Compal’s DualFlip laptop design has two screens that can be stacked or used side-by-side
by Brad Linder · LiliputingThere are a lot of ways to make a dual-screen laptop. Some models we’ve seen in recent years have a second screen where you’d normally find a keyboard. Others have one on the lid. Some put a screen above the keyboard. And a handful put a screen next to the keyboard.
Compal’s DualFlip laptop design is something different. It’s a notebook with a special hinge that allows users to flip out a 13.3 inch display and position it either above the primary 13.3 inch screen or to the side of the primary display.
The Taiwanese electronics manufacturer recently won an iF Design Guide award for the design, which pictures show is really more like a dual-screen tablet with an adjustable hinge, a built-in kickstand and a detachable keyboard.
If you unfold the screens to a 115 degree angle and place the keyboard on top of the bottom screen, the computer looks and works like a notebook.

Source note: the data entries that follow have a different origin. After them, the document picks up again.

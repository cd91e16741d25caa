// crates/cps-entitlement-core/src/core/limits.rs
// ============================================================================
// Module: Numeric Limits
// Description: Per-tier document, violation, and AI credit limits.
// Purpose: Keep every numeric entitlement in one table keyed by tier.
// Dependencies: crate::core::tier, serde
// ============================================================================

//! ## Overview
//! Numeric limits are pure functions of a [`Tier`]. Callers resolve the
//! effective tier first (see [`crate::Entitlement::effective_tier`]) so the
//! special-access override never has to be re-applied here.
//!
//! The free-tier document limit is 1. Product copy elsewhere has advertised a
//! different number; display text must come from [`crate::PlanSummary`] so the
//! two cannot drift silently.

// ============================================================================
// SECTION: Imports
// ============================================================================

use std::fmt;

use serde::Deserialize;
use serde::Deserializer;
use serde::Serialize;
use serde::Serializer;
use serde::de;

use crate::core::tier::Tier;

// ============================================================================
// SECTION: Constants
// ============================================================================

/// Documents a free-tier session may analyse.
pub const FREE_DOCUMENT_LIMIT: u32 = 1;
/// Documents an essential-tier session may analyse.
pub const ESSENTIAL_DOCUMENT_LIMIT: u32 = 25;
/// Violations a free-tier session may view.
pub const FREE_VIOLATION_LIMIT: u32 = 5;
/// AI credits granted at the maximum tier and under special access.
pub const MAX_AI_CREDITS: u32 = 2_000;
/// Serialized label for [`Limit::Unlimited`].
const UNLIMITED_LABEL: &str = "unlimited";

// ============================================================================
// SECTION: Limit
// ============================================================================

/// A count limit that may be unbounded.
///
/// # Invariants
/// - Serializes as a JSON integer or the string `"unlimited"`.
#[derive(Debug, Clone, Copy, PartialEq, Eq, Hash)]
pub enum Limit {
    /// At most this many units.
    Finite(u32),
    /// No upper bound.
    Unlimited,
}

impl Limit {
    /// Returns true when one more unit may be consumed after `used` units.
    #[must_use]
    pub const fn allows(self, used: u32) -> bool {
        match self {
            Self::Finite(max) => used < max,
            Self::Unlimited => true,
        }
    }

    /// Returns the finite bound, or `None` when unlimited.
    #[must_use]
    pub const fn as_finite(self) -> Option<u32> {
        match self {
            Self::Finite(max) => Some(max),
            Self::Unlimited => None,
        }
    }

    /// Returns true for [`Limit::Unlimited`].
    #[must_use]
    pub const fn is_unlimited(self) -> bool {
        matches!(self, Self::Unlimited)
    }
}

impl fmt::Display for Limit {
    fn fmt(&self, f: &mut fmt::Formatter<'_>) -> fmt::Result {
        match self {
            Self::Finite(max) => max.fmt(f),
            Self::Unlimited => f.write_str(UNLIMITED_LABEL),
        }
    }
}

impl Serialize for Limit {
    fn serialize<S: Serializer>(&self, serializer: S) -> Result<S::Ok, S::Error> {
        match self {
            Self::Finite(max) => serializer.serialize_u32(*max),
            Self::Unlimited => serializer.serialize_str(UNLIMITED_LABEL),
        }
    }
}

/// Wire representation accepted when deserializing a [`Limit`].
#[derive(Deserialize)]
#[serde(untagged)]
enum LimitRepr {
    /// Numeric bound.
    Count(u32),
    /// Textual label; only `"unlimited"` is accepted.
    Label(String),
}

impl<'de> Deserialize<'de> for Limit {
    fn deserialize<D: Deserializer<'de>>(deserializer: D) -> Result<Self, D::Error> {
        match LimitRepr::deserialize(deserializer)? {
            LimitRepr::Count(max) => Ok(Self::Finite(max)),
            LimitRepr::Label(label) if label == UNLIMITED_LABEL => Ok(Self::Unlimited),
            LimitRepr::Label(label) => {
                Err(de::Error::custom(format!("invalid limit label: {label}")))
            }
        }
    }
}

// ============================================================================
// SECTION: Tier Tables
// ============================================================================

/// Returns the document limit for a tier.
#[must_use]
pub const fn document_limit(tier: Tier) -> Limit {
    match tier {
        Tier::Free => Limit::Finite(FREE_DOCUMENT_LIMIT),
        Tier::Essential => Limit::Finite(ESSENTIAL_DOCUMENT_LIMIT),
        Tier::Professional | Tier::Attorney | Tier::Enterprise => Limit::Unlimited,
    }
}

/// Returns the viewable violation limit for a tier.
#[must_use]
pub const fn violation_limit(tier: Tier) -> Limit {
    match tier {
        Tier::Free => Limit::Finite(FREE_VIOLATION_LIMIT),
        Tier::Essential | Tier::Professional | Tier::Attorney | Tier::Enterprise => {
            Limit::Unlimited
        }
    }
}

/// Returns the AI credit allowance for a tier.
#[must_use]
pub const fn ai_credits(tier: Tier) -> u32 {
    match tier {
        Tier::Free => 0,
        Tier::Essential => 25,
        Tier::Professional => 100,
        Tier::Attorney => 500,
        Tier::Enterprise => MAX_AI_CREDITS,
    }
}

/// Returns true when the tier may see full violation details.
#[must_use]
pub const fn full_violation_details(tier: Tier) -> bool {
    tier.is_paid()
}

But if you remove the keyboard and extend the displays to a 180 degree angle, you can extend a kickstand from the back and use the wireless keyboard to interact with content across both screens, stacked vertically.
Or you can adjust the hinge so that the screens are positioned one next to the other in a horizontal arrangement.
Or you can like both screens flat and use the computer like a tablet with support for touch or pressure-sensitive pen input.
It’s unclear if you’ll ever actually be able to buy a laptop based on the DualFlip design. Compal is an ODM (Original Design Manufacturer) that builds products for other companies and doesn’t sell devices based on its own designs directly to consumers. And some of the company’s older award-winning dual-screen laptop concepts never actually made it to market. But maybe this one will be different?